(INSTRUCTIONS FOR THE TASK)
Find the word "specific" below. Copy each line that has it.

(DATA IN THIS EXERCISE)
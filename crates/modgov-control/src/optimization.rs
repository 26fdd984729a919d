// Copyright 2025 eraflo
//
// Licensed under the Apache License, Version 2.0 (the "License");
// you may not use this file except in compliance with the License.
// You may obtain a copy of the License at
//
//     http://www.apache.org/licenses/LICENSE-2.0
//
// Unless required by applicable law or agreed to in writing, software
// distributed under the License is distributed on an "AS IS" BASIS,
// WITHOUT WARRANTIES OR CONDITIONS OF ANY KIND, either express or implied.
// See the License for the specific language governing permissions and
// limitations under the License.

//! Rule-based configuration recommendations per load level.
//!
//! Training turns a module profile into one recommended configuration per
//! [`LoadLevel`]: a base table shared by every module, category specific
//! overrides, and a refinement for modules whose response time scales
//! poorly with load.

use crate::load::LoadLevel;
use crate::profile::{LoadScalingCharacteristics, ModuleProfile};
use modgov_core::config::describe;
use modgov_core::{ConfigMap, ConfigValue, ModuleCategory, ModuleId};
use std::collections::HashMap;
use std::sync::{Arc, Mutex, PoisonError, RwLock};

/// Recommended configuration of one module for each load level.
#[derive(Debug, Clone)]
pub struct OptimizationModel {
    module_id: ModuleId,
    category: ModuleCategory,
    recommendations: Option<[ConfigMap; 3]>,
    scaling: Option<LoadScalingCharacteristics>,
    trained_on: usize,
}

impl OptimizationModel {
    /// Creates an untrained model.
    pub fn new(module_id: ModuleId, category: ModuleCategory) -> Self {
        Self {
            module_id,
            category,
            recommendations: None,
            scaling: None,
            trained_on: 0,
        }
    }

    /// `true` once [`OptimizationModel::train`] ran.
    pub fn is_trained(&self) -> bool {
        self.recommendations.is_some()
    }

    /// Data points of the last training.
    pub fn trained_on(&self) -> usize {
        self.trained_on
    }

    /// Scaling ratios observed at the last training.
    pub fn scaling(&self) -> Option<LoadScalingCharacteristics> {
        self.scaling
    }

    /// Derives the recommendations from `profile`.
    pub fn train(&mut self, profile: &ModuleProfile) {
        self.category = profile.category();
        self.scaling = profile.scaling();
        self.trained_on = profile.data_point_count();

        let scales_poorly = profile.scales_poorly();
        let recommendations = LoadLevel::ALL.map(|level| {
            let mut config = base_recommendation(level);
            apply_category(&mut config, self.category, level);
            if scales_poorly && level == LoadLevel::High {
                refine_for_poor_scaling(&mut config);
            }
            config
        });
        self.recommendations = Some(recommendations);

        log::info!(
            "Optimizer: trained model for '{}' ({:?}, {} points{}).",
            self.module_id,
            self.category,
            self.trained_on,
            if scales_poorly { ", scales poorly" } else { "" }
        );
    }

    /// The recommendation for `level`, if trained.
    pub fn recommendation(&self, level: LoadLevel) -> Option<&ConfigMap> {
        self.recommendations.as_ref().map(|r| &r[level.index()])
    }

    /// Keys of the recommendation for `current_load` that are missing from,
    /// or differ in, `current_config`. Empty for an untrained model.
    pub fn generate_optimized_config(&self, current_config: &ConfigMap, current_load: f64) -> ConfigMap {
        let level = LoadLevel::from_cpu_load(current_load);
        let Some(recommended) = self.recommendation(level) else {
            log::warn!(
                "Optimizer: model for '{}' is not trained, no configuration generated.",
                self.module_id
            );
            return ConfigMap::new();
        };

        let diff: ConfigMap = recommended
            .iter()
            .filter(|(key, value)| current_config.get(*key) != Some(*value))
            .map(|(key, value)| (key.clone(), value.clone()))
            .collect();
        if !diff.is_empty() {
            log::debug!(
                "Optimizer: '{}' at {level} load, recommending {}.",
                self.module_id,
                describe(&diff)
            );
        }
        diff
    }
}

fn set(config: &mut ConfigMap, key: &str, value: impl Into<ConfigValue>) {
    config.insert(key.to_owned(), value.into());
}

fn base_recommendation(level: LoadLevel) -> ConfigMap {
    let (cache, batch, async_processing, compression, log_level) = match level {
        LoadLevel::Low => (1000, 5, false, 9, "FINE"),
        LoadLevel::Medium => (500, 10, true, 6, "INFO"),
        LoadLevel::High => (200, 20, true, 1, "WARNING"),
    };
    let mut config = ConfigMap::new();
    set(&mut config, "cacheSize", cache as i64);
    set(&mut config, "batchSize", batch as i64);
    set(&mut config, "asyncProcessing", async_processing);
    set(&mut config, "compressionLevel", compression as i64);
    set(&mut config, "logLevel", log_level);
    config
}

fn apply_category(config: &mut ConfigMap, category: ModuleCategory, level: LoadLevel) {
    match category {
        ModuleCategory::Backup => {
            let (interval, parallelism, compression) = match level {
                LoadLevel::Low => (15, 8, 9),
                LoadLevel::Medium => (30, 4, 6),
                LoadLevel::High => (60, 2, 1),
            };
            set(config, "backupInterval", interval as i64);
            set(config, "parallelism", parallelism as i64);
            set(config, "compressionLevel", compression as i64);
        }
        ModuleCategory::Database => {
            let (connections, timeout, batch) = match level {
                LoadLevel::Low => (20, 20_000, 25),
                LoadLevel::Medium => (10, 10_000, 50),
                LoadLevel::High => (5, 5_000, 100),
            };
            set(config, "maxConnections", connections as i64);
            set(config, "queryTimeout", timeout as i64);
            set(config, "batchSize", batch as i64);
        }
        ModuleCategory::Ui | ModuleCategory::General => {}
    }
}

fn refine_for_poor_scaling(config: &mut ConfigMap) {
    set(config, "asyncProcessing", true);
    if let Some(ConfigValue::Int(cache)) = config.get("cacheSize").cloned() {
        set(config, "cacheSize", (cache / 2).max(1));
    }
}

/// Optimization models of all modules.
#[derive(Debug, Default)]
pub struct ModelStore {
    models: RwLock<HashMap<ModuleId, Arc<Mutex<OptimizationModel>>>>,
}

impl ModelStore {
    /// Creates an empty store.
    pub fn new() -> Self {
        Self::default()
    }

    /// Trains (or retrains) the model of the profiled module.
    pub fn train(&self, profile: &ModuleProfile) {
        let model = {
            let mut models = self.models.write().unwrap_or_else(PoisonError::into_inner);
            Arc::clone(models.entry(profile.module_id().clone()).or_insert_with(|| {
                Arc::new(Mutex::new(OptimizationModel::new(
                    profile.module_id().clone(),
                    profile.category(),
                )))
            }))
        };
        model
            .lock()
            .unwrap_or_else(PoisonError::into_inner)
            .train(profile);
    }

    /// The configuration diff for `module`, or `None` without a trained model.
    pub fn optimized_config(
        &self,
        module: &ModuleId,
        current_config: &ConfigMap,
        current_load: f64,
    ) -> Option<ConfigMap> {
        let model = self
            .models
            .read()
            .unwrap_or_else(PoisonError::into_inner)
            .get(module)
            .cloned()?;
        let model = model.lock().unwrap_or_else(PoisonError::into_inner);
        model
            .is_trained()
            .then(|| model.generate_optimized_config(current_config, current_load))
    }

    /// `true` when `module` has a trained model.
    pub fn is_trained(&self, module: &ModuleId) -> bool {
        self.models
            .read()
            .unwrap_or_else(PoisonError::into_inner)
            .get(module)
            .is_some_and(|m| m.lock().unwrap_or_else(PoisonError::into_inner).is_trained())
    }

    /// Copy of the model of `module`.
    pub fn model(&self, module: &ModuleId) -> Option<OptimizationModel> {
        self.models
            .read()
            .unwrap_or_else(PoisonError::into_inner)
            .get(module)
            .map(|m| m.lock().unwrap_or_else(PoisonError::into_inner).clone())
    }
}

(OUTPUT OF THE EXERCISE)
// See the License for the specific language governing permissions and
//! [`LoadLevel`]: a base table shared by every module, category specific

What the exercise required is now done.